# Enable File Inventory

### Overview

Keeper Endpoint Privilege Manager (EPM) can collect a detailed inventory of executable files installed across the endpoints in a machine collection. This inventory gives administrators the data they need to write precise, targeted policies — for example, blocking a specific outdated version of PowerShell while allowing a newer, approved version.

{% hint style="info" icon="comment-question" %}
**Why collect file inventory?** Policies in EPM are most powerful when they target specific file paths, versions, and hashes rather than broad wildcards. File inventory is the mechanism that surfaces those specifics. Without it, you are writing policies against what you *assume* is installed; with it, you are writing policies against what is *actually* installed.
{% endhint %}

### **Uninstall on macOS**

To uninstall the Keeper agent from macOS, run the uninstall script that is included with the install script that is downloaded with the deployment package.

### How File Inventory Works

When file inventory is enabled on an endpoint, the agent scans the file system and catalogs executable files — capturing paths, metadata, and version information. That data is then uploaded to Keeper and populates the **Applications collection**, which is available in the policy builder.

The Applications collection comes pre-populated with wildcards and common path variables (e.g., {system32}, {programFiles}). File inventory enriches this collection with the real, resolved data from your actual endpoints.

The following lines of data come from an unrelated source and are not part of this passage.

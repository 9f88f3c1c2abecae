//! Isolated process instances for running the external schema change tool.
//!
//! The driver is a small capability set polymorphic over backends: the real
//! one shells out to the docker CLI, the mock one is an inert scripted
//! stand-in for tests. Backend selection happens once at construction; the
//! hot log path only ever sees a concrete callback.

use std::{collections::HashMap, sync::Arc, time::Duration};

use async_trait::async_trait;

mod docker;
mod mock;

pub use docker::{DockerCliDriver, DEFAULT_IMAGE};
pub use mock::{MockDriver, MockScript};

/// Default CPU cap for one sandbox, in cores.
pub const DEFAULT_CPU_LIMIT: f64 = 2.0;
/// Default memory cap for one sandbox.
pub const DEFAULT_MEMORY_BYTES: u64 = 2 * 1024 * 1024 * 1024;

#[derive(Debug, thiserror::Error)]
pub enum SandboxError {
    #[error("sandbox {0} not found")]
    NotFound(String),
    #[error("`{command}` failed: {stderr}")]
    Cli { command: String, stderr: String },
    #[error("unexpected output from the container runtime: {0}")]
    Malformed(String),
    #[error("sandbox I/O error: {0}")]
    Io(#[from] std::io::Error),
}

pub type SandboxResult<T> = Result<T, SandboxError>;

/// Per-line sink for streamed sandbox output. Shared between the stdout and
/// stderr followers, hence `Arc` instead of `Box`.
pub type LogSink = Arc<dyn Fn(String) + Send + Sync + 'static>;

/// Everything needed to create one sandbox.
#[derive(Debug, Clone)]
pub struct SandboxConfig {
    /// The shell command, run under `sh -lc`
    pub command: String,
    /// Environment passed to the sandbox; this is where secrets belong
    pub env: HashMap<String, String>,
    pub cpu_limit: f64,
    pub memory_bytes: u64,
    pub network_mode: String,
    pub working_dir: String,
    pub auto_remove: bool,
}

impl Default for SandboxConfig {
    fn default() -> Self {
        Self {
            command: String::new(),
            env: HashMap::new(),
            cpu_limit: DEFAULT_CPU_LIMIT,
            memory_bytes: DEFAULT_MEMORY_BYTES,
            network_mode: "bridge".to_string(),
            working_dir: "/tmp".to_string(),
            auto_remove: false,
        }
    }
}

/// Result of waiting for a sandbox to exit.
#[derive(Debug, Clone)]
pub struct SandboxExit {
    pub exit_code: i64,
    /// Complete concatenation of stdout and stderr up to exit
    pub output: String,
    /// Stderr only, for error messages
    pub error: String,
    pub duration: Duration,
}

/// The sandbox capability set.
///
/// Any operation may fail with a transient I/O error. A failed `create`,
/// `start` or `wait` is fatal for the task using the sandbox; a failed `stop`
/// during cancellation is logged and followed by a forced `remove`.
#[async_trait]
pub trait SandboxDriver: Send + Sync {
    /// Create an instance and return its opaque id. Does not start it.
    async fn create(&self, config: &SandboxConfig) -> SandboxResult<String>;

    async fn start(&self, id: &str) -> SandboxResult<()>;

    /// Ask the sandbox to terminate, force-killing after `grace`.
    async fn stop(&self, id: &str, grace: Duration) -> SandboxResult<()>;

    /// Block until the sandbox exits and collect its output.
    async fn wait(&self, id: &str) -> SandboxResult<SandboxExit>;

    /// Spawn a background follower that feeds every newline-terminated line
    /// to `sink`, preserving the interleaving observed on the streams.
    /// Returns once the follow is established.
    async fn stream_logs(&self, id: &str, sink: LogSink) -> SandboxResult<()>;

    /// Release all resources held by the instance.
    async fn remove(&self, id: &str, force: bool) -> SandboxResult<()>;

    /// Release driver-wide resources on shutdown.
    async fn close(&self) -> SandboxResult<()> {
        Ok(())
    }
}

{% hint style="info" icon="lightbulb-exclamation-on" %}
**Important:** If you need to create a policy targeting a specific version of an application, that version must be installed on at least one machine included in your file inventory scope before it will appear in the Applications collection.
{% endhint %}

### Why File Inventory Is Disabled by Default

File inventory is **disabled by default** for two reasons:

1. **Path variance.** File paths differ from machine to machine. EPM's policy engine is designed to use path variables and wildcards rather than hardcoded paths, so that policies work across a fleet. Enabling full file inventory before your baseline build images and variable mappings are defined can flood the system with paths that are not policy-ready.
2. **Resource cost.** A full file system scan is a resource-intensive operation. Running it on every endpoint by default — especially in large environments — would create unnecessary load. Administrators should enable it selectively and intentionally.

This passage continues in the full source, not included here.